What is perhaps more worrying is that customers are not adequately informed when the images produced by models like Dall-E could be infringing copyright laws. Hence, it’s not just OpenAI that could be held liable for this output but also the user.

Meanwhile, when it comes to the fair use debate, the two researchers highlighted that OpenAI is hoping that they will be treated differently than any other company despite knowingly breaking the law. Using millions of other people’s IP to make a commercial product without permission is pretty obviously illegal.

“We won’t get fabulously rich if you don’t let us steal, so please don’t make stealing a crime!” Marcus posted on social media referring to the argument made by OpenAI that it would be “impossible” to train its AI models without copyrighted materials.

“Don’t make us pay licensing fees, either! Sure Netflix might pay billions a year in licensing fees, but we shouldn’t have to! More money for us, moar!” he sarcastically added.

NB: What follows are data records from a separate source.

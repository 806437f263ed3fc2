//! Diagnostic message table for the CEL type checker.
//!
//! Codes are grouped by the error kinds enumerated in the error handling
//! design: undeclared references, field errors, overload resolution,
//! comprehension and construction errors, and build-time errors.
use super::DiagnosticCategory;
use super::DiagnosticMessage;

pub static DIAGNOSTIC_MESSAGES: &[DiagnosticMessage] = &[
    DiagnosticMessage {
        code: 3001,
        category: DiagnosticCategory::Error,
        message: "undeclared reference to '{0}' (in container '{1}')",
    },
    DiagnosticMessage {
        code: 3002,
        category: DiagnosticCategory::Error,
        message: "undeclared reference to function '{0}'",
    },
    DiagnosticMessage {
        code: 3003,
        category: DiagnosticCategory::Error,
        message: "undefined field '{0}' not found in struct '{1}'",
    },
    DiagnosticMessage {
        code: 3004,
        category: DiagnosticCategory::Error,
        message: "no matching overload for '{0}' applied to '({1})'",
    },
    DiagnosticMessage {
        code: 3005,
        category: DiagnosticCategory::Error,
        message: "ambiguous overload for '{0}' applied to '({1})': {2}",
    },
    DiagnosticMessage {
        code: 3006,
        category: DiagnosticCategory::Error,
        message: "'{0}' is '{1}' but provided type is '{2}'",
    },
    DiagnosticMessage {
        code: 3007,
        category: DiagnosticCategory::Error,
        message: "expression of type '{0}' cannot be the range of a comprehension",
    },
    DiagnosticMessage {
        code: 3008,
        category: DiagnosticCategory::Warning,
        message: "unsupported map key type '{0}'",
    },
    DiagnosticMessage {
        code: 3009,
        category: DiagnosticCategory::Error,
        message: "expression of type '{0}' cannot be the operand of a select operation",
    },
    DiagnosticMessage {
        code: 3010,
        category: DiagnosticCategory::Error,
        message: "'{0}' is not a message type and cannot be constructed with field initializers",
    },
    DiagnosticMessage {
        code: 3011,
        category: DiagnosticCategory::Error,
        message: "too many errors; stopping after {0} issues",
    },
    DiagnosticMessage {
        code: 3012,
        category: DiagnosticCategory::Error,
        message: "no deducible type for node '{0}'",
    },
    DiagnosticMessage {
        code: 3013,
        category: DiagnosticCategory::Error,
        message: "expression node count {0} exceeds the maximum of {1}",
    },
    DiagnosticMessage {
        code: 4001,
        category: DiagnosticCategory::Error,
        message: "duplicate declaration of variable '{0}'",
    },
    DiagnosticMessage {
        code: 4002,
        category: DiagnosticCategory::Error,
        message: "duplicate declaration of function '{0}'",
    },
    DiagnosticMessage {
        code: 4003,
        category: DiagnosticCategory::Error,
        message: "duplicate overload id '{0}' on function '{1}'",
    },
    DiagnosticMessage {
        code: 4004,
        category: DiagnosticCategory::Error,
        message: "overload '{0}' is incompatible with an existing overload '{1}' on function '{2}'",
    },
    DiagnosticMessage {
        code: 4005,
        category: DiagnosticCategory::Error,
        message: "context declaration '{0}' could not be resolved in the schema: {1}",
    },
    DiagnosticMessage {
        code: 4006,
        category: DiagnosticCategory::Error,
        message: "context declaration '{0}' names '{1}', which is not a struct",
    },
];

pub mod diagnostic_messages {
    pub const UNDECLARED_REFERENCE: &str = "undeclared reference to '{0}' (in container '{1}')";
    pub const UNDECLARED_FUNCTION_REFERENCE: &str = "undeclared reference to function '{0}'";
    pub const UNDEFINED_FIELD: &str = "undefined field '{0}' not found in struct '{1}'";
    pub const NO_MATCHING_OVERLOAD: &str = "no matching overload for '{0}' applied to '({1})'";
    pub const AMBIGUOUS_OVERLOAD: &str =
        "ambiguous overload for '{0}' applied to '({1})': {2}";
    pub const FIELD_TYPE_MISMATCH: &str = "'{0}' is '{1}' but provided type is '{2}'";
    pub const UNSUPPORTED_COMPREHENSION_RANGE: &str =
        "expression of type '{0}' cannot be the range of a comprehension";
    pub const UNSUPPORTED_MAP_KEY_TYPE: &str = "unsupported map key type '{0}'";
    pub const NON_SELECTABLE_TYPE: &str =
        "expression of type '{0}' cannot be the operand of a select operation";
    pub const NOT_A_MESSAGE_TYPE: &str =
        "'{0}' is not a message type and cannot be constructed with field initializers";
    pub const TOO_MANY_ERRORS: &str = "too many errors; stopping after {0} issues";
    pub const NO_DEDUCIBLE_TYPE: &str = "no deducible type for node '{0}'";
    pub const EXPRESSION_NODE_COUNT_EXCEEDED: &str =
        "expression node count {0} exceeds the maximum of {1}";
    pub const DUPLICATE_VARIABLE: &str = "duplicate declaration of variable '{0}'";
    pub const DUPLICATE_FUNCTION: &str = "duplicate declaration of function '{0}'";
    pub const DUPLICATE_OVERLOAD_ID: &str = "duplicate overload id '{0}' on function '{1}'";
    pub const INCOMPATIBLE_OVERLOAD: &str =
        "overload '{0}' is incompatible with an existing overload '{1}' on function '{2}'";
    pub const CONTEXT_DECLARATION_UNRESOLVED: &str =
        "context declaration '{0}' could not be resolved in the schema: {1}";
    pub const CONTEXT_DECLARATION_NOT_A_STRUCT: &str =
        "context declaration '{0}' names '{1}', which is not a struct";
}

pub mod diagnostic_codes {
    pub const UNDECLARED_REFERENCE: u32 = 3001;
    pub const UNDECLARED_FUNCTION_REFERENCE: u32 = 3002;
    pub const UNDEFINED_FIELD: u32 = 3003;
    pub const NO_MATCHING_OVERLOAD: u32 = 3004;
    pub const AMBIGUOUS_OVERLOAD: u32 = 3005;
    pub const FIELD_TYPE_MISMATCH: u32 = 3006;
    pub const UNSUPPORTED_COMPREHENSION_RANGE: u32 = 3007;
    pub const UNSUPPORTED_MAP_KEY_TYPE: u32 = 3008;
    pub const NON_SELECTABLE_TYPE: u32 = 3009;
    pub const NOT_A_MESSAGE_TYPE: u32 = 3010;
    pub const TOO_MANY_ERRORS: u32 = 3011;
    pub const NO_DEDUCIBLE_TYPE: u32 = 3012;
    pub const EXPRESSION_NODE_COUNT_EXCEEDED: u32 = 3013;
    pub const DUPLICATE_VARIABLE: u32 = 4001;
    pub const DUPLICATE_FUNCTION: u32 = 4002;
    pub const DUPLICATE_OVERLOAD_ID: u32 = 4003;
    pub const INCOMPATIBLE_OVERLOAD: u32 = 4004;
    pub const CONTEXT_DECLARATION_UNRESOLVED: u32 = 4005;
    pub const CONTEXT_DECLARATION_NOT_A_STRUCT: u32 = 4006;
}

OpenAI Could Be Forced to Pay $7.5 Billion in Damages to NYT

The stakes are high for OpenAI as copyright law demands a statutory compensation of $750 for every publication that has been used without express permission from the author. The Times claims that over 10 million articles have been utilized to train the AI models developed by Altman’s company.

Hence, the company could be forced to pay at least $7.5 billion to the Times if the publisher can substantiate its claims.

OpenAI is reportedly losing at least $5 billion every year and may need to soon go into another funding round to strengthen its finances. A lawsuit of this magnitude could deal a devastating blow to the business not just financially but also operationally as it will limit its ability to train AI models with the most up-to-date information from publishers like the Times.

Recently, the firm made deals with large publishers like Axel Springer to access its copyrighted materials and use them to train its models. The agreement would generate payments of up to $10 million for the publisher per year – a figure that most experts categorized as low.

Industry observers note, however, that OpenAI has no motivation to pay more as they can still feed their AI models with copyrighted data until a court says otherwise. Hence, for large media companies, these deals allow them to at least make some money off the situation until they get a favorable ruling that stops the AI race in its tracks.

Meanwhile, Tyler Ochoa, a law professor from Santa Clara University in California, discussed the copyright use issue in another light. He claims that users should be held liable and not companies that develop AI models for the production of plagiarized output.

He countered the arguments and conclusions of the IEEE report as he believed that the research was biased by prompts that explicitly mentioned titles of specific movies or pointed the model to generate potential replicas of these titles.

“This [copyright infringement] should be analyzed as a case of contributory infringement: The person who prompted the model is the primary infringer, and the creators of the model are liable only if they were made aware of the primary infringement and they did not take reasonable steps to stop it,” Ochoa stated.

Ochoa referred to movie posters and trailers that he thought were used to train AI models rather than entire films or scenes.

He argued that, if media companies wanted to distribute visual materials to promote their movies, they could demand copyright infringement as their intention was to disseminate the information and get it in front of as many viewers as possible. Then again, this argument doesn’t tell the whole story as OpenAI still took the IP of countless people and made a commercial product with it.